Non sempre la volontà popolare è stata rispettata in questo paese, neanche quando si è espressa direttamente tramite i referendum abrogativi. Ma quanto sta accadendo in questa circostanza è paradossale, anche se, a ben vedere, ha una spiegazione molto convincente. Dopo i fatti di Fukushima la stragrande maggioranza degli italiani è contraria al ritorno all’energia nucleare ed è disposta addirittura ad andare a votare invece che recarsi al mare. Le autorità politiche di maggioranza, presidente del consiglio in testa, però, spiegano che l’abrogazione della legge oggetto di referendum (che lo rende, in teoria, inutile) è stata sostenuta dal governo stesso, non perché convinto della bontà delle ragioni dei referendari, ma bensì perché gli italiani non sono maturi abbastanza per prendere decisioni così importanti.
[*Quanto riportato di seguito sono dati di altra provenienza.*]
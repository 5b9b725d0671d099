//! Bounded work queue for stake adjustments.
//!
//! Request handlers [`StakeQueue::submit`] a [`WorkItem`] and return immediately; a
//! dispatcher task hands items to at most `workers` concurrent [`ItemProcessor`] runs.
//! Submitting never waits: a full buffer is reported as [`QueueError::Full`].
//!
//! On [`WorkerPool::shutdown`] the queue stops accepting items, buffered items are still
//! processed, and the call returns once every in-flight item has finished.

use async_trait::async_trait;
use std::sync::Arc;
use taodiv_core::{Hotkey, Netuid};
use thiserror::Error;
use tokio::{
    sync::{mpsc, watch, Semaphore},
    task::JoinHandle,
};
use tracing::{debug, error, info};

/// One stake adjustment request.
#[derive(Debug, Clone, PartialEq, Eq)]
pub struct WorkItem {
    /// Subnet.
    pub netuid: Netuid,
    /// Hotkey to adjust stake on.
    pub hotkey: Hotkey,
}

/// Why an item was not accepted.
#[derive(Error, Debug, Clone, Copy, PartialEq, Eq)]
pub enum QueueError {
    /// The buffer is at capacity.
    #[error("stake queue is full")]
    Full,

    /// The worker pool has shut down.
    #[error("stake queue is closed")]
    Closed,
}

/// Work performed for each item.
#[async_trait]
pub trait ItemProcessor: Send + Sync + 'static {
    /// Handle one item. Failures are the processor's to log.
    async fn process(&self, item: WorkItem);
}

/// Producer side of the queue.
#[derive(Debug, Clone)]
pub struct StakeQueue {
    sender: mpsc::Sender<WorkItem>,
}

impl StakeQueue {
    /// Enqueue without waiting.
    pub fn submit(&self, item: WorkItem) -> Result<(), QueueError> {
        self.sender.try_send(item).map_err(|e| match e {
            mpsc::error::TrySendError::Full(_) => QueueError::Full,
            mpsc::error::TrySendError::Closed(_) => QueueError::Closed,
        })
    }

    /// Free buffer slots.
    pub fn available(&self) -> usize {
        self.sender.capacity()
    }
}

/// Dispatcher task and its shutdown handle.
pub struct WorkerPool {
    dispatcher: JoinHandle<()>,
    shutdown: watch::Sender<bool>,
}

impl WorkerPool {
    /// Spawn the dispatcher. `workers` and `capacity` are raised to at least 1.
    pub fn start(
        processor: Arc<dyn ItemProcessor>,
        workers: usize,
        capacity: usize,
    ) -> (StakeQueue, WorkerPool) {
        let (sender, receiver) = mpsc::channel(capacity.max(1));
        let (shutdown, shutdown_rx) = watch::channel(false);
        let workers = workers.max(1);

        info!(workers, capacity, "Starting stake worker pool");
        let dispatcher = tokio::spawn(dispatch(receiver, shutdown_rx, processor, workers));

        (StakeQueue { sender }, WorkerPool { dispatcher, shutdown })
    }

    /// Stop accepting items, drain the buffer and wait for in-flight items.
    pub async fn shutdown(self) {
        info!("Shutting down stake worker pool");
        // The dispatcher treats a dropped sender as shutdown too.
        let _ = self.shutdown.send(true);
        if let Err(e) = self.dispatcher.await {
            error!("Stake dispatcher failed: {}", e);
        }
        info!("Stake worker pool stopped");
    }
}

async fn dispatch(
    mut receiver: mpsc::Receiver<WorkItem>,
    mut shutdown: watch::Receiver<bool>,
    processor: Arc<dyn ItemProcessor>,
    workers: usize,
) {
    let permits = Arc::new(Semaphore::new(workers));
    let mut closing = false;

    loop {
        // A free worker is claimed before the next item leaves the buffer, so queue
        // capacity is the number of items waiting beyond the running ones.
        let Ok(permit) = permits.clone().acquire_owned().await else {
            break;
        };

        let next = if closing {
            receiver.recv().await
        } else {
            tokio::select! {
                item = receiver.recv() => item,
                _ = shutdown.changed() => {
                    closing = true;
                    receiver.close();
                    continue;
                }
            }
        };
        let Some(item) = next else {
            break;
        };

        debug!(netuid = item.netuid, hotkey = %item.hotkey, "Dispatching stake work item");
        let processor = processor.clone();
        tokio::spawn(async move {
            processor.process(item).await;
            drop(permit);
        });
    }

    // Every permit back means every spawned item has finished.
    let _ = permits.acquire_many(workers as u32).await;
}

#[cfg(test)]
mod tests {
    use super::*;
    use std::sync::Mutex;

    struct Gated {
        started: mpsc::UnboundedSender<Netuid>,
        gate: Arc<Semaphore>,
        done: Mutex<Vec<Netuid>>,
    }

    #[async_trait]
    impl ItemProcessor for Gated {
        async fn process(&self, item: WorkItem) {
            let _ = self.started.send(item.netuid);
            if let Ok(permit) = self.gate.acquire().await {
                permit.forget();
            }
            self.done.lock().unwrap().push(item.netuid);
        }
    }

    fn item(netuid: Netuid) -> WorkItem {
        WorkItem {
            netuid,
            hotkey: Hotkey::from_account([netuid as u8; 32]),
        }
    }

    fn gated() -> (Arc<Gated>, mpsc::UnboundedReceiver<Netuid>, Arc<Semaphore>) {
        let (started, started_rx) = mpsc::unbounded_channel();
        let gate = Arc::new(Semaphore::new(0));
        let processor = Arc::new(Gated {
            started,
            gate: gate.clone(),
            done: Mutex::new(Vec::new()),
        });
        (processor, started_rx, gate)
    }

    #[tokio::test]
    async fn test_full_queue_rejects() {
        let (processor, mut started, gate) = gated();
        let (queue, pool) = WorkerPool::start(processor.clone(), 1, 1);

        queue.submit(item(1)).unwrap();
        assert_eq!(started.recv().await, Some(1));

        // Worker busy: one item fits in the buffer, the next is refused.
        queue.submit(item(2)).unwrap();
        assert_eq!(queue.submit(item(3)), Err(QueueError::Full));

        gate.add_permits(10);
        pool.shutdown().await;

        assert_eq!(*processor.done.lock().unwrap(), vec![1, 2]);
        assert_eq!(queue.submit(item(4)), Err(QueueError::Closed));
    }

    #[tokio::test]
    async fn test_workers_run_concurrently() {
        let (processor, mut started, gate) = gated();
        let (queue, pool) = WorkerPool::start(processor.clone(), 3, 8);

        for netuid in 1..=3 {
            queue.submit(item(netuid)).unwrap();
        }

        let mut running = Vec::new();
        for _ in 0..3 {
            running.push(started.recv().await.unwrap());
        }
        running.sort_unstable();
        assert_eq!(running, vec![1, 2, 3]);

        gate.add_permits(3);
        pool.shutdown().await;
        assert_eq!(processor.done.lock().unwrap().len(), 3);
    }

    #[tokio::test]
    async fn test_shutdown_drains_buffer() {
        let (processor, _started, gate) = gated();
        gate.add_permits(100);
        let (queue, pool) = WorkerPool::start(processor.clone(), 2, 16);

        for netuid in 1..=10 {
            queue.submit(item(netuid)).unwrap();
        }
        pool.shutdown().await;

        let mut done = processor.done.lock().unwrap().clone();
        done.sort_unstable();
        assert_eq!(done, (1..=10).collect::<Vec<Netuid>>());
    }
}
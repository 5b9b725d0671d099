//! # taodiv core
//!
//! Shared building blocks for the TAO dividend service: subnet/hotkey identifiers,
//! dividend records, cache keys, stake-action enums, the sentiment score type, and the
//! SS58 address codec used to move between on-chain account ids and hotkey strings.
//!
//! ## Contents
//!
//! - **Corpus**: netuid grouping and scoped lookups over the full dividend corpus
//! - **Types**: `Ss58Address` (`Hotkey`/`Coldkey`), `DividendRecord`, `NetuidGroup`,
//!   `CacheKey`, `StakeType`, `StakeStatus`, `Balance`
//! - **Score**: `SentimentScore`, clamped to `[-100, 100]`
//! - **SS58**: encode/decode with the `SS58PRE` blake2b checksum
//! - **Constants**: chain storage coordinates and cache key prefixes

#![warn(missing_docs)]

pub mod constants;
pub mod corpus;
pub mod error;
pub mod score;
pub mod ss58;
pub mod types;

pub use constants::*;
pub use corpus::CorpusBuilder;
pub use error::{CoreError, Result};
pub use score::SentimentScore;
pub use types::*;
//! SS58 address codec.
//!
//! Only the single-byte prefix form used by Bittensor (`42`) with a 32-byte account id is
//! supported. Layout of the decoded payload:
//!
//! ```text
//! prefix (1) || account id (32) || checksum (2)
//! ```
//!
//! where `checksum = blake2b_512("SS58PRE" || prefix || account)[..2]`.

use blake2::{Blake2b512, Digest};

use crate::constants::{SS58_ADDRESS_LEN, SS58_FORMAT};
use crate::error::{CoreError, Result};

const CHECKSUM_PREIMAGE_PREFIX: &[u8] = b"SS58PRE";
const CHECKSUM_LEN: usize = 2;
const ACCOUNT_LEN: usize = 32;
const PAYLOAD_LEN: usize = 1 + ACCOUNT_LEN + CHECKSUM_LEN;

fn checksum(body: &[u8]) -> [u8; CHECKSUM_LEN] {
    let mut hasher = Blake2b512::new();
    hasher.update(CHECKSUM_PREIMAGE_PREFIX);
    hasher.update(body);
    let digest = hasher.finalize();
    [digest[0], digest[1]]
}

/// Encode a 32-byte account id as a prefix-42 SS58 string.
pub fn encode(account: &[u8; 32]) -> String {
    let mut payload = Vec::with_capacity(PAYLOAD_LEN);
    payload.push(SS58_FORMAT);
    payload.extend_from_slice(account);
    let sum = checksum(&payload);
    payload.extend_from_slice(&sum);
    bs58::encode(payload).into_string()
}

/// Decode a prefix-42 SS58 string into its 32-byte account id.
///
/// Rejects strings that are not exactly 48 characters, are not base58, carry another
/// network prefix, or fail the checksum.
pub fn decode(address: &str) -> Result<[u8; 32]> {
    if address.len() != SS58_ADDRESS_LEN {
        return Err(CoreError::InvalidAddressLength(address.len()));
    }

    let payload = bs58::decode(address)
        .into_vec()
        .map_err(|e| CoreError::InvalidAddress(e.to_string()))?;

    if payload.len() != PAYLOAD_LEN {
        return Err(CoreError::InvalidAddressLength(payload.len()));
    }
    if payload[0] != SS58_FORMAT {
        return Err(CoreError::InvalidPrefix(payload[0]));
    }

    let (body, sum) = payload.split_at(1 + ACCOUNT_LEN);
    if checksum(body) != sum {
        return Err(CoreError::InvalidChecksum);
    }

    let mut account = [0u8; ACCOUNT_LEN];
    account.copy_from_slice(&body[1..]);
    Ok(account)
}

/// Returns true if `address` is a valid prefix-42 SS58 address.
pub fn is_valid(address: &str) -> bool {
    decode(address).is_ok()
}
O che queste decisioni sarebbero, in ogni caso, troppo emotive, per cui ne riparliamo quando il Giappone sarà dimenticato. La volontà popolare, cioè, espressa nei voti politici è sempre buona, ma nei referendum no, perché c’è il caso che non aderisca ai desiderata di chi governa. E quali sono questi desiderata? A che logica rispondono? Prima di rispondere vediamo l’altra materia referendaria, la privatizzazione dei servizi idrici, legge per cui i privati avrebbero vantaggi nella concessione dei servizi degli acquedotti e della depurazione. Si dice per migliorare il servizio. Ma questa è davvero la balla più grossa che potesse essere recapitata ai cittadini: come può migliorare il servizio dell’acqua dentro casa? In tutte le abitazioni l’acqua arriva regolarmente.
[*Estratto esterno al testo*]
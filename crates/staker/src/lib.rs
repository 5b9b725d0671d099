//! Stake adjustment for the TAO dividend service.
//!
//! This crate provides:
//! - [`Ledger`]: append-only SQLite audit trail of stake actions
//! - [`StakeAdjuster`]: registration, sufficiency checks and the stake extrinsic
//! - [`StakeQueue`] / [`WorkerPool`]: bounded work queue drained by a fixed set of workers
//! - [`AnalyzeAndStake`]: tweet search, scoring and adjustment for one work item

#![warn(missing_docs)]

pub mod ledger;
pub mod queue;
pub mod task;
pub mod workflow;

pub use ledger::{Ledger, LedgerSink, LedgerStats, MemoryLedger, NewStakeAction, StakeAction};
pub use queue::{ItemProcessor, QueueError, StakeQueue, WorkItem, WorkerPool};
pub use task::AnalyzeAndStake;
pub use workflow::{StakeAdjuster, StakeSettings};
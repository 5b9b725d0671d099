//! Sentiment score type.
//!
//! A sentiment score is a signed float in `[-100, 100]`. Construction clamps out-of-range
//! values and maps non-finite input to the neutral score, so every `SentimentScore` in the
//! system is finite and bounded.

use serde::{Deserialize, Serialize};
use std::fmt;

use crate::constants::{MAX_SENTIMENT, MIN_SENTIMENT};

/// Aggregate sentiment extracted from a text corpus.
#[derive(Debug, Clone, Copy, PartialEq, PartialOrd, Default, Serialize)]
#[serde(transparent)]
pub struct SentimentScore(f64);

impl SentimentScore {
    /// The neutral score (`0.0`).
    pub const NEUTRAL: SentimentScore = SentimentScore(0.0);

    /// Create a score, clamping into `[-100, 100]`. NaN becomes neutral.
    pub fn new(value: f64) -> Self {
        if value.is_nan() {
            return Self::NEUTRAL;
        }
        SentimentScore(value.clamp(MIN_SENTIMENT, MAX_SENTIMENT))
    }

    /// Raw value.
    pub const fn value(&self) -> f64 {
        self.0
    }

    /// True for exactly zero.
    pub fn is_neutral(&self) -> bool {
        self.0 == 0.0
    }

    /// True for strictly positive scores.
    pub fn is_positive(&self) -> bool {
        self.0 > 0.0
    }

    /// Absolute magnitude in sentiment points.
    pub fn magnitude(&self) -> f64 {
        self.0.abs()
    }
}

impl From<f64> for SentimentScore {
    fn from(value: f64) -> Self {
        SentimentScore::new(value)
    }
}

impl fmt::Display for SentimentScore {
    fn fmt(&self, f: &mut fmt::Formatter<'_>) -> fmt::Result {
        write!(f, "{}", self.0)
    }
}

// Deserialization goes through `new` so stored scores are re-clamped.
impl<'de> Deserialize<'de> for SentimentScore {
    fn deserialize<D>(deserializer: D) -> Result<Self, D::Error>
    where
        D: serde::Deserializer<'de>,
    {
        let value = f64::deserialize(deserializer)?;
        Ok(SentimentScore::new(value))
    }
}
/// HTTP server settings.
#[derive(Debug, Clone, Serialize, Deserialize)]
pub struct ServerConfig {
    /// Bind address.
    #[serde(default = "default_host")]
    pub host: String,

    /// Bind port.
    #[serde(default = "default_port")]
    pub port: u16,

    /// Shared secret expected verbatim in the `Authorization` header.
    pub auth_token: String,
}

/// Cache settings.
#[derive(Debug, Clone, Serialize, Deserialize)]
pub struct CacheConfig {
    /// Redis URL. Without one, lookups always go to the chain.
    #[serde(default)]
    pub redis_url: Option<String>,

    /// Entry lifetime in seconds.
    #[serde(default = "default_ttl_secs")]
    pub ttl_secs: u64,
}

impl Default for CacheConfig {
    fn default() -> Self {
        Self {
            redis_url: None,
            ttl_secs: default_ttl_secs(),
        }
    }
}

/// Chain settings.
#[derive(Debug, Clone, Serialize, Deserialize)]
pub struct ChainConfig {
    /// Gateway JSON-RPC URL, or `memory://` for an empty in-process chain.
    pub rpc_url: String,

    /// Coldkey whose funds are staked.
    pub coldkey: String,

    /// Per-request timeout in seconds.
    #[serde(default = "default_chain_timeout_secs")]
    pub timeout_secs: u64,

    /// Startup attempts for the ledger database.
    #[serde(default = "default_max_retries")]
    pub max_retries: u32,

    /// Delay between startup attempts, in seconds.
    #[serde(default = "default_retry_timeout_secs")]
    pub retry_timeout_secs: u64,
}

/// Ledger database settings.
#[derive(Debug, Clone, Serialize, Deserialize)]
pub struct DatabaseConfig {
    /// SQLite URL, e.g. `sqlite://taodiv.db`.
    pub url: String,

    /// Pool upper bound.
    #[serde(default = "default_max_connections")]
    pub max_connections: u32,

    /// Connections kept open.
    #[serde(default = "default_min_connections")]
    pub min_connections: u32,
}

/// Sentiment pipeline settings.
#[derive(Debug, Clone, Serialize, Deserialize)]
pub struct SentimentConfig {
    /// Tweet search endpoint.
    #[serde(default = "default_tweet_url")]
    pub tweet_url: String,

    /// Sent verbatim as the `Authorization` header.
    pub tweet_api_key: String,

    /// Tweets requested per search.
    #[serde(default = "default_tweet_count")]
    pub tweet_count: u32,

    /// Chat-completions endpoint.
    #[serde(default = "default_scoring_url")]
    pub scoring_url: String,

    /// Bearer token for the scoring endpoint.
    pub scoring_api_key: String,

    /// Scoring model name.
    #[serde(default = "default_model")]
    pub model: String,

    /// Attempts per remote call, first one included.
    #[serde(default = "default_max_attempts")]
    pub max_attempts: u32,

    /// Fixed wait between attempts, in seconds.
    #[serde(default = "default_wait_secs")]
    pub wait_secs: u64,

    /// Tweet search timeout in seconds.
    #[serde(default = "default_tweet_timeout_secs")]
    pub tweet_timeout_secs: u64,

    /// Scoring call timeout in seconds.
    #[serde(default = "default_scoring_timeout_secs")]
    pub scoring_timeout_secs: u64,
}
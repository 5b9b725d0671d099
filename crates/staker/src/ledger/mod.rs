//! Stake action ledger.
//!
//! Rows are only ever inserted and selected. The schema carries triggers that abort any
//! `UPDATE` or `DELETE` on `stake_actions`.

use anyhow::{Context, Result};
use async_trait::async_trait;
use sqlx::sqlite::{SqliteConnectOptions, SqlitePool, SqlitePoolOptions};
use std::{path::Path, str::FromStr};
use tracing::info;

pub mod actions;
pub mod memory;
pub mod types;

pub use memory::MemoryLedger;
pub use types::*;

/// Destination for stake action records.
#[async_trait]
pub trait LedgerSink: Send + Sync {
    /// Persist one record and return its id.
    async fn append(&self, action: &NewStakeAction) -> Result<i64>;
}

/// SQLite-backed ledger.
#[derive(Debug, Clone)]
pub struct Ledger {
    pool: SqlitePool,
}

impl Ledger {
    /// Connect with default pool bounds, creating the database file if missing.
    pub async fn new(database_url: &str) -> Result<Self> {
        Self::connect(database_url, 5, 1).await
    }

    /// Connect with explicit pool bounds.
    pub async fn connect(
        database_url: &str,
        max_connections: u32,
        min_connections: u32,
    ) -> Result<Self> {
        info!("Connecting to ledger database: {}", database_url);

        let options = SqliteConnectOptions::from_str(database_url)
            .with_context(|| format!("Invalid database url: {}", database_url))?
            .create_if_missing(true);

        let pool = SqlitePoolOptions::new()
            .max_connections(max_connections)
            .min_connections(min_connections)
            .connect_with(options)
            .await
            .context("Failed to connect to database")?;

        Ok(Self { pool })
    }

    /// Open the database file at `path`.
    pub async fn new_with_path<P: AsRef<Path>>(path: P) -> Result<Self> {
        let database_url = format!("sqlite://{}", path.as_ref().display());
        Self::new(&database_url).await
    }

    /// Create or upgrade the schema.
    pub async fn run_migrations(&self) -> Result<()> {
        info!("Running ledger migrations");

        sqlx::migrate!("./migrations")
            .run(&self.pool)
            .await
            .context("Failed to run migrations")?;

        Ok(())
    }

    /// Connection pool.
    pub fn pool(&self) -> &SqlitePool {
        &self.pool
    }

    /// Close the connection pool.
    pub async fn close(&self) {
        info!("Closing ledger database");
        self.pool.close().await;
    }

    /// Check the database answers queries.
    pub async fn health_check(&self) -> Result<()> {
        sqlx::query("SELECT 1")
            .fetch_one(&self.pool)
            .await
            .context("Ledger health check failed")?;
        Ok(())
    }

    /// Row counts by outcome.
    pub async fn stats(&self) -> Result<LedgerStats> {
        let (total, success, failed, error): (i64, i64, i64, i64) = sqlx::query_as(
            r#"
            SELECT COUNT(*),
                   COALESCE(SUM(status = 'success'), 0),
                   COALESCE(SUM(status = 'failed'), 0),
                   COALESCE(SUM(status = 'error'), 0)
            FROM stake_actions
            "#,
        )
        .fetch_one(&self.pool)
        .await
        .context("Failed to count stake actions")?;

        Ok(LedgerStats {
            total: total as u64,
            success: success as u64,
            failed: failed as u64,
            error: error as u64,
        })
    }
}

#[async_trait]
impl LedgerSink for Ledger {
    async fn append(&self, action: &NewStakeAction) -> Result<i64> {
        self.append_action(action).await
    }
}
Come si migliora questo servizio? Si manda nelle tubature acqua minerale? Colorata? Profumata? Siccome è chiaro che nessun privato metterebbe mano alla manutenzione degli acquedotti colabrodo d’Italia (costo 60 miliardi di euro, voglio vedere chi si avvicina) e siccome il servizio non si può migliorare e l’acqua costa pochissimo (1 euro per 1.000 litri), c’è una sola ragione per cui un privato potrebbe appetire l’affare dell’acqua: l’aumento delle tariffe a parità di servizio offerto. E qui si chiude il cerchio con il nucleare: gli industriali italiani puntano su atomo e acqua per lo stesso motivo, per farci denari.
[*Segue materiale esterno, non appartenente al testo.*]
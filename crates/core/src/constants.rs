//! Canonical constants shared by the chain, cache and staking layers.

/// SS58 address format of the generic Substrate / Bittensor network.
pub const SS58_FORMAT: u8 = 42;

/// Textual length of a prefix-42 SS58 address for a 32-byte account id.
pub const SS58_ADDRESS_LEN: usize = 48;

/// Pallet that owns the dividend storage map.
pub const SUBTENSOR_MODULE: &str = "SubtensorModule";

/// Storage double map `(netuid, hotkey) -> dividend`.
pub const TAO_DIVIDENDS_PER_SUBNET: &str = "TaoDividendsPerSubnet";

/// Cache key for the whole dividend corpus.
pub const CACHE_KEY_ALL: &str = "dividends:all";

/// Number of rao in one TAO.
pub const RAO_PER_TAO: u64 = 1_000_000_000;

/// Default stake moved per sentiment point, in TAO.
pub const DEFAULT_TAO_PER_SENTIMENT_POINT: f64 = 0.01;

/// Lower bound of a sentiment score.
pub const MIN_SENTIMENT: f64 = -100.0;

/// Upper bound of a sentiment score.
pub const MAX_SENTIMENT: f64 = 100.0;
//! In-memory ledger.

use anyhow::Result;
use async_trait::async_trait;
use std::sync::{
    atomic::{AtomicBool, Ordering},
    Mutex, PoisonError,
};

use super::{LedgerSink, NewStakeAction, StakeAction};

/// Ledger kept in a vector. Writes can be made to fail.
#[derive(Debug, Default)]
pub struct MemoryLedger {
    rows: Mutex<Vec<StakeAction>>,
    fail_writes: AtomicBool,
}

impl MemoryLedger {
    /// Empty ledger.
    pub fn new() -> Self {
        Self::default()
    }

    /// Make subsequent appends fail (or succeed again).
    pub fn set_fail_writes(&self, fail: bool) {
        self.fail_writes.store(fail, Ordering::SeqCst);
    }

    /// Recorded actions, oldest first.
    pub fn actions(&self) -> Vec<StakeAction> {
        self.rows
            .lock()
            .unwrap_or_else(PoisonError::into_inner)
            .clone()
    }
}

#[async_trait]
impl LedgerSink for MemoryLedger {
    async fn append(&self, action: &NewStakeAction) -> Result<i64> {
        if self.fail_writes.load(Ordering::SeqCst) {
            anyhow::bail!("ledger unavailable");
        }

        let mut rows = self.rows.lock().unwrap_or_else(PoisonError::into_inner);
        let id = rows.len() as i64 + 1;
        rows.push(StakeAction::from_new(id, action));
        Ok(id)
    }
}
Sull’acqua, garantendosi un piccolo guadagno ma costante nel tempo (30 anni di concessione e basta raddoppiare i prezzi), sul nucleare privatizzando i profitti e accollando allo stato le perdite, tanto che l’amministratore delegato di Eni ha pubblicamente sostenuto che in Italia nessuno può tornare al nucleare se lo Stato non si prende carico delle scorie e degli eventuali incidenti (come del resto accade in tutto il resto del mondo). Ecco perché non si vuole ascoltare la volontà popolare nei referendum e perché li si depotenzia anche solo annunciando che tanto il voto non servirà a niente. Ecco quali sono gli interessi in gioco ed ecco perché è facile sapere da che parte stare. Legittimo impedimento a parte.